Discussion. The English T. divergens is generally similar but can be clearly distinguished based on several features. At comparable size, it is less evolute (uw/dm ca. 0.40), somewhat thicker (ww/dm ca. 0.30), weakly ribbed, and has three constrictions/whorl. The E-lobe is even more asymmetric, with a somewhat stronger concavity of the flanks of the median saddle, the A-lobe becomes deeper than the E-lobe during ontogeny, and the saddle at the umbilical seam is better developed (Fig. 6d). The description of Riley (1996) did not comment on the inner suture, the terminal septal face of the holotype was not illustrated.
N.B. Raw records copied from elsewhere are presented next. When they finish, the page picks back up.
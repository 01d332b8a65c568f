//! Credential and Token Types
//!
//! OAuth2 client credentials and the bearer tokens issued against them.
//! Both are immutable values: rotation and renewal replace the whole value
//! rather than mutating it, so a reader holding an `Arc<Token>` always sees a
//! complete token.

use std::time::Duration;

use chrono::{DateTime, Utc};
use tokio::time::Instant;

/// Stand-in for "never" when an instant would overflow.
const FAR_FUTURE: Duration = Duration::from_secs(30 * 365 * 24 * 60 * 60);

/// `base + offset`, saturating to a far-future instant on overflow.
pub(crate) fn instant_after(base: Instant, offset: Duration) -> Instant {
    base.checked_add(offset)
        .or_else(|| base.checked_add(FAR_FUTURE))
        .unwrap_or(base)
}

// =============================================================================
// Credentials
// =============================================================================

/// OAuth2 client credentials.
///
/// The `Debug` implementation redacts the secret for safe logging.
#[derive(Clone, PartialEq, Eq)]
pub struct Credentials {
    client_id: String,
    client_secret: String,
    token_endpoint: String,
    scope: Option<String>,
}

impl Credentials {
    /// Create new credentials.
    #[must_use]
    pub fn new(
        client_id: impl Into<String>,
        client_secret: impl Into<String>,
        token_endpoint: impl Into<String>,
    ) -> Self {
        Self {
            client_id: client_id.into(),
            client_secret: client_secret.into(),
            token_endpoint: token_endpoint.into(),
            scope: None,
        }
    }

    /// Attach an OAuth2 scope to the token request.
    #[must_use]
    pub fn with_scope(mut self, scope: impl Into<String>) -> Self {
        self.scope = Some(scope.into());
        self
    }

    /// Get the client ID.
    #[must_use]
    pub fn client_id(&self) -> &str {
        &self.client_id
    }

    /// Get the client secret.
    #[must_use]
    pub fn client_secret(&self) -> &str {
        &self.client_secret
    }

    /// Get the token endpoint URL.
    #[must_use]
    pub fn token_endpoint(&self) -> &str {
        &self.token_endpoint
    }

    /// Get the requested scope, if any.
    #[must_use]
    pub fn scope(&self) -> Option<&str> {
        self.scope.as_deref()
    }

    /// Return a copy with a rotated secret, keeping the rest of the set.
    #[must_use]
    pub fn with_secret(&self, client_secret: impl Into<String>) -> Self {
        Self {
            client_secret: client_secret.into(),
            ..self.clone()
        }
    }
}

impl std::fmt::Debug for Credentials {
    fn fmt(&self, f: &mut std::fmt::Formatter<'_>) -> std::fmt::Result {
        f.debug_struct("Credentials")
            .field("client_id", &self.client_id)
            .field("client_secret", &"[REDACTED]")
            .field("token_endpoint", &self.token_endpoint)
            .field("scope", &self.scope)
            .finish()
    }
}

// =============================================================================
// Token
// =============================================================================

/// Result of a successful exchange at the token endpoint.
#[derive(Clone, PartialEq, Eq)]
pub struct TokenGrant {
    /// Bearer value.
    pub access_token: String,
    /// Lifetime reported by the endpoint.
    pub expires_in: Duration,
}

impl std::fmt::Debug for TokenGrant {
    fn fmt(&self, f: &mut std::fmt::Formatter<'_>) -> std::fmt::Result {
        f.debug_struct("TokenGrant")
            .field("access_token", &"[REDACTED]")
            .field("expires_in", &self.expires_in)
            .finish()
    }
}

/// An issued bearer token.
///
/// Expiry is tracked on the tokio clock so renewal timing can be tested with
/// a paused runtime; the wall-clock expiry is kept for logging.
#[derive(Clone)]
pub struct Token {
    access_token: String,
    issued_at: Instant,
    lifetime: Duration,
    expires_at_utc: DateTime<Utc>,
}

impl Token {
    /// Longest lifetime a token is tracked with; longer grants are capped.
    pub const MAX_LIFETIME: Duration = Duration::from_secs(365 * 24 * 60 * 60);

    /// Create a token issued now from a grant.
    #[must_use]
    pub fn from_grant(grant: TokenGrant) -> Self {
        Self::issued_at(grant.access_token, Instant::now(), grant.expires_in)
    }

    /// Create a token with an explicit issue instant.
    #[must_use]
    pub fn issued_at(
        access_token: impl Into<String>,
        issued_at: Instant,
        lifetime: Duration,
    ) -> Self {
        let lifetime = lifetime.min(Self::MAX_LIFETIME);
        let expires_at_utc = chrono::Duration::from_std(lifetime)
            .ok()
            .and_then(|d| Utc::now().checked_add_signed(d))
            .unwrap_or(DateTime::<Utc>::MAX_UTC);

        Self {
            access_token: access_token.into(),
            issued_at,
            lifetime,
            expires_at_utc,
        }
    }

    /// Get the bearer value.
    #[must_use]
    pub fn access_token(&self) -> &str {
        &self.access_token
    }

    /// When the token was issued.
    #[must_use]
    pub const fn issued(&self) -> Instant {
        self.issued_at
    }

    /// Total lifetime granted by the endpoint.
    #[must_use]
    pub const fn lifetime(&self) -> Duration {
        self.lifetime
    }

    /// Instant at which the token stops being valid.
    #[must_use]
    pub fn expires_at(&self) -> Instant {
        instant_after(self.issued_at, self.lifetime)
    }

    /// Wall-clock expiry, for logging.
    #[must_use]
    pub const fn expires_at_utc(&self) -> DateTime<Utc> {
        self.expires_at_utc
    }

    /// Check whether the token has expired.
    #[must_use]
    pub fn is_expired(&self) -> bool {
        Instant::now() >= self.expires_at()
    }

    /// Time left before expiry (zero once expired).
    #[must_use]
    pub fn remaining(&self) -> Duration {
        self.expires_at().saturating_duration_since(Instant::now())
    }
}

impl std::fmt::Debug for Token {
    fn fmt(&self, f: &mut std::fmt::Formatter<'_>) -> std::fmt::Result {
        f.debug_struct("Token")
            .field("access_token", &"[REDACTED]")
            .field("lifetime", &self.lifetime)
            .field("expires_at", &self.expires_at_utc)
            .finish()
    }
}

#[cfg(test)]
mod tests {
    use super::*;

    #[test]
    fn credentials_debug_redacts_secret() {
        let creds = Credentials::new("my_client", "super_secret", "https://auth.example/token");
        let debug = format!("{creds:?}");
        assert!(debug.contains("my_client"));
        assert!(debug.contains("[REDACTED]"));
        assert!(!debug.contains("super_secret"));
    }

    #[test]
    fn credentials_rotation_keeps_identity() {
        let creds = Credentials::new("id", "old", "https://auth.example/token").with_scope("trapi");
        let rotated = creds.with_secret("new");

        assert_eq!(rotated.client_id(), "id");
        assert_eq!(rotated.client_secret(), "new");
        assert_eq!(rotated.scope(), Some("trapi"));
        assert_eq!(creds.client_secret(), "old");
    }

    #[test]
    fn token_debug_redacts_bearer() {
        let token = Token::issued_at("bearer-value", Instant::now(), Duration::from_secs(300));
        assert!(!format!("{token:?}").contains("bearer-value"));
    }

    #[tokio::test(start_paused = true)]
    async fn token_expiry_follows_lifetime() {
        let token = Token::issued_at("t", Instant::now(), Duration::from_secs(10));
        assert!(!token.is_expired());
        assert_eq!(token.remaining(), Duration::from_secs(10));

        tokio::time::advance(Duration::from_secs(10)).await;
        assert!(token.is_expired());
        assert_eq!(token.remaining(), Duration::ZERO);
    }

    #[tokio::test(start_paused = true)]
    async fn oversized_lifetime_is_capped() {
        let now = Instant::now();
        let token = Token::issued_at("t", now, Duration::from_secs(u64::MAX));

        assert_eq!(token.lifetime(), Token::MAX_LIFETIME);
        assert_eq!(token.expires_at(), now + Token::MAX_LIFETIME);
        assert!(!token.is_expired());
    }

    #[tokio::test(start_paused = true)]
    async fn instant_after_saturates() {
        let now = Instant::now();

        assert_eq!(instant_after(now, Duration::from_secs(5)), now + Duration::from_secs(5));
        assert!(instant_after(now, Duration::MAX) > now + Token::MAX_LIFETIME);
    }
}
The high number of whorls at small size and whorl expansion rates are similar in both taxa. Only the divergens cross-section of Riley (1996), not that of Tilsley and Korn (2009), shows a minor inflation of the protoconch/first whorl.
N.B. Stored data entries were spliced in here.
//! Token Endpoint Port (Driven Port)
//!
//! Interface for exchanging client credentials for a bearer token.

use async_trait::async_trait;

use crate::domain::auth::{Credentials, TokenGrant};

/// Authentication error.
#[derive(Debug, Clone, PartialEq, Eq, thiserror::Error)]
pub enum AuthError {
    /// The endpoint refused the credentials.
    #[error("token request rejected ({status}): {message}")]
    Rejected {
        /// HTTP status code.
        status: u16,
        /// Response body or error description.
        message: String,
    },

    /// The endpoint could not be reached.
    #[error("token endpoint unreachable: {message}")]
    Network {
        /// Error details.
        message: String,
    },

    /// The response could not be understood.
    #[error("invalid token response: {message}")]
    InvalidResponse {
        /// Error details.
        message: String,
    },

    /// Renewal was requested before any credentials were supplied.
    #[error("no credentials configured")]
    NoCredentials,
}

impl AuthError {
    /// Check whether retrying the same request could succeed.
    #[must_use]
    pub const fn is_retryable(&self) -> bool {
        match self {
            Self::Network { .. } | Self::InvalidResponse { .. } => true,
            Self::Rejected { status, .. } => *status >= 500 || *status == 429,
            Self::NoCredentials => false,
        }
    }
}

/// Port for the OAuth2 token endpoint.
#[async_trait]
pub trait TokenEndpoint: Send + Sync {
    /// Exchange credentials for a token.
    async fn request_token(&self, credentials: &Credentials) -> Result<TokenGrant, AuthError>;
}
Stratigraphic range. Restricted to the type level.


Geographic distribution. Restricted to the type region.

Palaeobiogeographic aspects

The review of helicocyclid distribution shows that geographical groups correlate with morphological characteristics. In the lower part of the upper Tournaisian, Serpenticyclus n. gen. is currently restricted to the northwestern margin of Gondwana (Morocco, Algeria). From there, a migration towards the northern Variscan Sea must have occurred in the top-Tournaisian, leading to the German Helicocyclus. Another branch may have led to Central Asia (H. tianchanicus sensu Konovalova 2005, non Librovitch). In the lower Viséan (Chadian), the Armorican Terrain Assemblage and southern European terrains within the Variscan Sea obviously did not form an obstacle for faunal exchange, as evidenced by the “pan-Variscan” Tectocyclus n. gen. distribution. Based on the peculiar suture specialization of HelicocycIus, Tectocyclus n. gen. cannot have been derived from the latter. The distribution suggests that the pre-upper Viséan Eovariscan tectonic movements in the Moroccan Meseta had not yet created a palaeogeographic barrier in the lower Viséan. At the same time, the subfamily had migrated into the Urals-Timan seaway, where it survived far in the north into Arundian levels (questionable Serpenticyclus n. gen. taxa) but it had already disappeared from the partly very rich and diverse faunas of North Africa and Europe. The Kozhim River area seems to have been part of a final refugium. The subfamily never managed to migrate through the narrow Afro-Appalachian Seaway into eastern North America, where Polaricyclus and Rotopericyclus are the only upper Tournaisian/lower Viséan pericyclids (Work and Mason 2003, 2004, 2018). It is expected that future records will alter this palaeobiogeographic scenario.

Conclusions

The Pericyclidae originated independently from the Muensteroceratidae. In order to avoid polyphyly of the Pericycloidea, the latter and their descendents are removed from the superfamily, which questions its position within a monophyletic suborder Goniatitina. Helicocyclus and two related new genera comprise the distinctive Helicocyclinae n. subfam. It is characterized by small adult size (a high number of whorls at small size), typically evolute and markedly compressed shells, especially by serpenticonic early whorls, weak ribbing, and a trend to widen and subdivide the L-lobe. Within the new subfamily, Serpenticyclus n. gen. differs from Helicocyclus, which is revised, by very different shapes of the L-lobe and flank saddles, a genus-level criterion in other Carboniferous goniatites. Tectocyclus n. gen. differs from both genera by its strictly subtriangular lobe and saddle shapes and subdivided L-lobe. According to the present record, the subfamily first appeared early in the upper Tournaisian in North Africa, expanded then across the Variscan Sea to the southern shelf of Laurussia, and possibly to Central Asia, and includes youngest Chadian/Arundian representatives of still unsettled generic affinity in the northern Urals-Timan seaway.